What this task involves »
Lines where the string "struct" appears are to be copied from the entries below.

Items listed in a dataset
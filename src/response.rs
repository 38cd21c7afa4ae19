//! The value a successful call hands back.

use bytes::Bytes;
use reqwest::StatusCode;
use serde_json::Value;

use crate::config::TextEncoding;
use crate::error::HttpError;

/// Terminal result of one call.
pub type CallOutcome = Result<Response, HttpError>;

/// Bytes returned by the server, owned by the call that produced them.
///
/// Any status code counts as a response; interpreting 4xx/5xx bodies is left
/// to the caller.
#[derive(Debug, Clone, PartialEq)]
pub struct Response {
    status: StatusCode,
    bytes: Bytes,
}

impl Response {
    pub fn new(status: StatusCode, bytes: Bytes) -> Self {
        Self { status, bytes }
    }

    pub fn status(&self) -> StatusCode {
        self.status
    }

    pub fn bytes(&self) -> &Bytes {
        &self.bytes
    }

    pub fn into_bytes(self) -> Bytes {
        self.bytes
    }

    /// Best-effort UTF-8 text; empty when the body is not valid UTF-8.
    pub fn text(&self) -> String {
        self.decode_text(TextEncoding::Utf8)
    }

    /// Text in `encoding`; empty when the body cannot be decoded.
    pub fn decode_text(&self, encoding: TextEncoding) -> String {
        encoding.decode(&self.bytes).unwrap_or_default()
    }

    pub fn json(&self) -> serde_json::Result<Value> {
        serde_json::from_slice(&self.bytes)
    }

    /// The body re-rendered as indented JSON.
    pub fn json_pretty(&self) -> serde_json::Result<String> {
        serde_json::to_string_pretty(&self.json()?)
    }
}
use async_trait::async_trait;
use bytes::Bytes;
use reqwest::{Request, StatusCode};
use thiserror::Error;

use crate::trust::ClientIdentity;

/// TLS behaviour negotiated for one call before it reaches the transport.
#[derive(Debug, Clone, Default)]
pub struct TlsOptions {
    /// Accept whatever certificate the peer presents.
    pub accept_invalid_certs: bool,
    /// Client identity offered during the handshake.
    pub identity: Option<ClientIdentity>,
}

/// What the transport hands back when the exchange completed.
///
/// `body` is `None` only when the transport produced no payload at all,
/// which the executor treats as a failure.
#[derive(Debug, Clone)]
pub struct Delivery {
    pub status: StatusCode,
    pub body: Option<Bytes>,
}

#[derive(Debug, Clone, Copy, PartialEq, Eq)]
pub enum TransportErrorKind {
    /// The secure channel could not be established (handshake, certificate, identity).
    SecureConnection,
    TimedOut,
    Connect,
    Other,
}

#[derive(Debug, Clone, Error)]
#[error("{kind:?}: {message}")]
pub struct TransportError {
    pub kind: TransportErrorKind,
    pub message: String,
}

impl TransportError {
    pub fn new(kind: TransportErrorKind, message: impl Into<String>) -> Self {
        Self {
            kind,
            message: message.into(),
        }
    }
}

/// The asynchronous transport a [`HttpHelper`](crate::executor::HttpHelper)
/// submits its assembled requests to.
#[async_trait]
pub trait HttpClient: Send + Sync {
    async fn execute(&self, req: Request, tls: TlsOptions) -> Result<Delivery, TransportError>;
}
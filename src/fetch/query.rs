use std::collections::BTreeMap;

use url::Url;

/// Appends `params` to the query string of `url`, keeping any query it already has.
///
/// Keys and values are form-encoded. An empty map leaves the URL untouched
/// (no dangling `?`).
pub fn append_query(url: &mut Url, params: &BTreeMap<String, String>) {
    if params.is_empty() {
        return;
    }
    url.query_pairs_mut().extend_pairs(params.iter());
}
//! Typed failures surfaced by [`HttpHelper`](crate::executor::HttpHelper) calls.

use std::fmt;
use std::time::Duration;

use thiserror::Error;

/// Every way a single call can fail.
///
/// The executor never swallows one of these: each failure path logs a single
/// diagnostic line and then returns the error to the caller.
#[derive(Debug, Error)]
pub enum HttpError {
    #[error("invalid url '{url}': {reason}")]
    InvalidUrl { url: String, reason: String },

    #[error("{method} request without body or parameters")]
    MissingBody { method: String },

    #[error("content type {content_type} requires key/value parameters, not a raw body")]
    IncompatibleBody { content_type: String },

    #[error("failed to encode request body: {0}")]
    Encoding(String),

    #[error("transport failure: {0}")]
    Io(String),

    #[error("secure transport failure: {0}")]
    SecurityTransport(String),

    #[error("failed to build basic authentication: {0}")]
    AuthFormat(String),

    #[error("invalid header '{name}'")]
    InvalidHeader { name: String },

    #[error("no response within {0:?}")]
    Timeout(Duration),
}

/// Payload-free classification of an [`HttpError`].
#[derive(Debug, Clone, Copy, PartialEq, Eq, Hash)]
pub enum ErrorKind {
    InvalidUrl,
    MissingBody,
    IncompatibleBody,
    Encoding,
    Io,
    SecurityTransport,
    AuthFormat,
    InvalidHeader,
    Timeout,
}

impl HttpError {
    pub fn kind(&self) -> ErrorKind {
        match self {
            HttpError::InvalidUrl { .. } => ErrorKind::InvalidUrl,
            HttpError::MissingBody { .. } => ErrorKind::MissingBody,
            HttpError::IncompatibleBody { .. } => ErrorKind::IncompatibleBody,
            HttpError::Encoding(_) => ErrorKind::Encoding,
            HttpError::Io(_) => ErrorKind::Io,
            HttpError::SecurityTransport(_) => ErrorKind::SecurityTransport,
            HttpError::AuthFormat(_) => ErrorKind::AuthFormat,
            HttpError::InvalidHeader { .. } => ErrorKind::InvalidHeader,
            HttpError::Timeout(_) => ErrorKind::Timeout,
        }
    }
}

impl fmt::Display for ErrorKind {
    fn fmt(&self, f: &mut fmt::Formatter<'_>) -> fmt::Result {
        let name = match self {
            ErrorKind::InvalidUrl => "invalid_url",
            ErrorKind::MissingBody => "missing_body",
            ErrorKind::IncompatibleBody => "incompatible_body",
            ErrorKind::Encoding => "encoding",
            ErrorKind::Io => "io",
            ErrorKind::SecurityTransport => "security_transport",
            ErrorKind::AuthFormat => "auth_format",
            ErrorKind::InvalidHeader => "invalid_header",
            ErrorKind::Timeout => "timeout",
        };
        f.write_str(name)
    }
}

Task answer »
pub struct Response {
pub struct TlsOptions {
pub struct Delivery {
pub struct TransportError {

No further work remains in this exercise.